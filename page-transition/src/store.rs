//! # Store 模块
//!
//! 过渡状态存储：默认效果 + 当前导航使用的效果。
//!
//! 单槽位、后写覆盖，不保留历史，也不发事件。

use std::cell::Cell;

use crate::catalogue::TransitionKind;

/// 过渡状态存储
#[derive(Debug, Default)]
pub struct TransitionStore {
    default_kind: Cell<TransitionKind>,
    active: Cell<Option<TransitionKind>>,
}

impl TransitionStore {
    pub fn new(default_kind: TransitionKind) -> Self {
        Self {
            default_kind: Cell::new(default_kind),
            active: Cell::new(None),
        }
    }

    pub fn set_default(&self, kind: TransitionKind) {
        self.default_kind.set(kind);
    }

    pub fn default_kind(&self) -> TransitionKind {
        self.default_kind.get()
    }

    /// 记录（或清除）进行中导航的效果
    pub fn set_active(&self, kind: Option<TransitionKind>) {
        self.active.set(kind);
    }

    pub fn active(&self) -> Option<TransitionKind> {
        self.active.get()
    }

    /// 当前应使用的效果：进行中的优先，否则默认
    pub fn resolve(&self) -> TransitionKind {
        self.active().unwrap_or_else(|| self.default_kind())
    }
}

#[cfg(test)]
mod tests {
    use super::*;

    #[test]
    fn test_resolve_prefers_active() {
        let store = TransitionStore::new(TransitionKind::RotateScale);
        assert_eq!(store.resolve(), TransitionKind::RotateScale);

        store.set_active(Some(TransitionKind::DoorSwing));
        assert_eq!(store.resolve(), TransitionKind::DoorSwing);

        store.set_active(None);
        assert_eq!(store.resolve(), TransitionKind::RotateScale);
    }

    #[test]
    fn test_last_write_wins() {
        let store = TransitionStore::default();
        store.set_active(Some(TransitionKind::Flip));
        store.set_active(Some(TransitionKind::Swirl));
        assert_eq!(store.active(), Some(TransitionKind::Swirl));

        store.set_default(TransitionKind::Overlay);
        assert_eq!(store.default_kind(), TransitionKind::Overlay);
    }
}
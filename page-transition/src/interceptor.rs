//! # Interceptor 模块
//!
//! 过渡链接的点击处理：先播放退出动画，再交给路由跳转。
//!
//! ## 流程
//!
//! 1. 阻止默认跳转
//! 2. 确定效果：链接指定的，否则默认
//! 3. 记录为当前效果，上下文 `start`
//! 4. 查找内容节点，找不到时直接跳到第 7 步
//! 5. 等待退出动画结束
//! 6. 锁定退出终态，再预置进入初态
//! 7. 等待两帧
//! 8. 路由跳转
//!
//! 过渡进行中再次点击会被忽略，点击当前页面的链接也不做任何事。

use std::cell::Cell;
use std::rc::Rc;

use crate::catalogue::TransitionKind;
use crate::events::TransitionEvent;
use crate::router::normalize_pathname;
use crate::runtime::PageTransitions;

/// 带过渡效果的链接
#[derive(Debug, Clone, PartialEq, Eq)]
pub struct TransitionLink {
    /// 与语言无关的目标路径
    pub href: String,
    /// 指定效果，`None` 时使用默认效果
    pub kind: Option<TransitionKind>,
}

impl TransitionLink {
    pub fn new(href: impl Into<String>) -> Self {
        Self {
            href: href.into(),
            kind: None,
        }
    }

    pub fn with_transition(mut self, kind: TransitionKind) -> Self {
        self.kind = Some(kind);
        self
    }
}

/// 点击事件
#[derive(Debug, Default)]
pub struct ClickEvent {
    default_prevented: Cell<bool>,
}

impl ClickEvent {
    pub fn new() -> Self {
        Self::default()
    }

    pub fn prevent_default(&self) {
        self.default_prevented.set(true);
    }

    pub fn is_default_prevented(&self) -> bool {
        self.default_prevented.get()
    }
}

/// 点击被忽略的原因
#[derive(Debug, Clone, Copy, PartialEq, Eq)]
pub enum IgnoreReason {
    /// 已有过渡在进行
    InFlight,
    /// 目标就是当前页面
    SameRoute,
}

/// 点击处理结果
#[derive(Debug, Clone, Copy, PartialEq, Eq)]
pub enum Activation {
    /// 已用该效果完成跳转
    Navigated(TransitionKind),
    Ignored(IgnoreReason),
}

/// 链接拦截器
#[derive(Debug, Clone)]
pub struct LinkInterceptor {
    runtime: Rc<PageTransitions>,
}

impl LinkInterceptor {
    pub fn new(runtime: Rc<PageTransitions>) -> Self {
        Self { runtime }
    }

    /// 处理一次点击
    ///
    /// 返回时路由已经跳转，进入动画由导航处理器负责。
    pub async fn activate(&self, link: &TransitionLink, event: &ClickEvent) -> Activation {
        let rt = &self.runtime;
        event.prevent_default();

        if rt.context().is_transitioning() {
            rt.record(TransitionEvent::ActivationIgnored {
                href: link.href.clone(),
            });
            return Activation::Ignored(IgnoreReason::InFlight);
        }

        let target = normalize_pathname(&link.href);
        if target == rt.router().pathname() {
            tracing::debug!(href = %link.href, "目标为当前页面，忽略");
            return Activation::Ignored(IgnoreReason::SameRoute);
        }

        let kind = link.kind.unwrap_or_else(|| rt.store().default_kind());
        rt.store().set_active(Some(kind));
        rt.context().start();

        match rt.content_node() {
            Some(node) => {
                rt.record(TransitionEvent::ExitStarted(kind));
                rt.catalogue().play_exit(kind, &node).await;
                rt.record(TransitionEvent::ExitCompleted(kind));

                // 锁定退出终态，防止跳转前回弹
                node.apply_state(&rt.catalogue().exit_state(kind));
                node.apply_state(&rt.catalogue().enter_initial_state(kind));
                rt.record(TransitionEvent::StateLocked(kind));
            }
            None => {
                tracing::warn!(
                    id = %rt.config().content_root_id,
                    "找不到内容节点，跳过退出动画"
                );
            }
        }

        rt.frames().next_frame().await;
        rt.frames().next_frame().await;
        rt.record(TransitionEvent::FramesPainted);

        rt.router().push(&target);
        rt.record(TransitionEvent::Navigated { pathname: target });

        Activation::Navigated(kind)
    }
}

-------------------------

- **Problem requirements**: Could you return all lines from the data above that contain the string "SameRoute"?

- **Solution for this task**:
    SameRoute,
            return Activation::Ignored(IgnoreReason::SameRoute);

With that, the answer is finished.